Qualitative Study on blind and visually impaired individuals - Norway

Research aims

The overarching aim is to achieve knowledge than can be helpful in developing measures that can help people with visual impairments during and after disasters. We want to collect examples of how blind and visually impaired people experience safety and risk, disaster situations and how they cope with post-traumatic stress after accidents, violence, and disasters. The project will expand the established knowledge of a vulnerable population. Such knowledge will be beneficial to national, regional and local authorities in planning and organizing emergencies, for response personnel, for disability organizations and may lead to better care for disabled people during and after serious incidents.


We want to conduct a qualitative study among blind and visually impaired individuals. This will be achieved through personal interviews with 8 - 10 people. We have initiated contact with the Norwegian Association of the Blind by General Secretary Gunnar Haugsveen, who have confirmed that the association will be able to assist in recruiting people to interview. We will include blind and visually impaired people with experience of potentially traumatic events. The selection will be done with variation in relation to age (minimum of 18 years), gender and types of trauma. We are planning to spend 2 - 4 hours per individual for the completion of the interviews. Conversations will be recorded on tape. As researchers we have access to large databases on populations exposed to disasters, some of them representative for the general population. They may serve as a comparison basis for the strategic sample of visually impaired.

Expected results

  1. Blind and visually impaired may experience a high risk for being victims of accidents, crimes, and violence.
  2. Blind and visually impaired may need extensive and tailored information about security and evacuation procedures.
  3. Blind and visually impaired may perceive a strong need for safety precautions such as alarms and early warning systems for detecting impending dangers.
  4. Blind and visually impaired may feel more helpless, powerless, and dependent on others during and after a potentially threatening Event.
  5. Dependence and inability to help others may reinforce feeling of failure, guilt and sense of being a burden.
  6. People born with blindness are likely to have other re-experiences of traumatic events than visual, such as acoustic, olfactory, and bodily.
  7. Another profile of posttraumatic stress symptoms could have implications for early intervention and treatment of after effects such as PTSD and other anxiety disorders, depression and somatoform disorders.

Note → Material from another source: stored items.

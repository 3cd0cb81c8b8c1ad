use std::net::SocketAddr;

use tower_http::{cors::CorsLayer, trace::TraceLayer};

use beici_backend_rust::config::Config;
use beici_backend_rust::db::DatabaseProxy;
use beici_backend_rust::logging;
use beici_backend_rust::routes;
use beici_backend_rust::seed;
use beici_backend_rust::services::review::DEFAULT_USER_ID;
use beici_backend_rust::state::AppState;

#[tokio::main]
async fn main() {
    let _ = dotenvy::dotenv();
    let config = Config::from_env();
    let _log_guard = logging::init_tracing(&config.log_level);

    let db_proxy = match DatabaseProxy::from_env().await {
        Ok(proxy) => Some(proxy),
        Err(err) => {
            tracing::warn!(error = %err, "database proxy not initialized");
            None
        }
    };

    if let Some(ref proxy) = db_proxy {
        seed::seed_initial_words(proxy.as_ref()).await;
        seed::backfill_progress(proxy.as_ref(), DEFAULT_USER_ID).await;
    }

    let addr = config.bind_addr();
    let state = AppState::new(config, db_proxy);

    let app = routes::router(state)
        .layer(TraceLayer::new_for_http())
        .layer(CorsLayer::permissive());

    tracing::info!(%addr, "backend-rust listening");

    let listener = tokio::net::TcpListener::bind(addr)
        .await
        .expect("bind listener failed");

    let server = axum::serve(listener, app.into_make_service_with_connect_info::<SocketAddr>())
        .with_graceful_shutdown(shutdown_signal());

    if let Err(e) = server.await {
        tracing::error!(error = %e, "server error");
    }

    tracing::info!("Graceful shutdown complete");
}

async fn shutdown_signal() {
    let ctrl_c = async {
        tokio::signal::ctrl_c()
            .await
            .expect("failed to install Ctrl+C handler");
    };

    #[cfg(unix)]
    let terminate = async {
        use tokio::signal::unix::{signal, SignalKind};
        let mut sigterm =
            signal(SignalKind::terminate()).expect("failed to install SIGTERM handler");
        sigterm.recv().await;
    };

    #[cfg(not(unix))]
    let terminate = std::future::pending::<()>();

    tokio::select! {
        _ = ctrl_c => {},
        _ = terminate => {},
    }
}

In-depth interviews with a small number of subjects call for caution when it comes to generalization of the findings. In addition, differences in type and severity of trauma may lead to slightly different reactions. This must be taken into account when comparing findings to what is usual in trauma populations.

The poster-presentation of the research you can find here.

A population study on traumatic experiences, coping and mental health, in blind and visually impaired individuals - Norway

Research Aims

The aim of the present study is to examine what kind of potential traumatic events is experienced by visually impaired individuals, how reactions to traumatic events is manifested and coped with, and how they deal with potential threats. We plan to publish more papers from this study, all in international peer reviewed journals.

  1. Traumatic experiences among blind and visually impaired individuals. Are blind and visually impaired at higher risk for being victims of accidents, crimes and violence? Are they at risk for bullying?
  2. Posttraumatic stress, depression, and social withdrawal among blind and visual impaired individuals. Associations with former experiences and coping strategies.
  3. How blind and visually impaired individuals deal with potential threats. Use of visibility, security measures, and help-seeking. Associations with social withdrawal, life quality and mental health.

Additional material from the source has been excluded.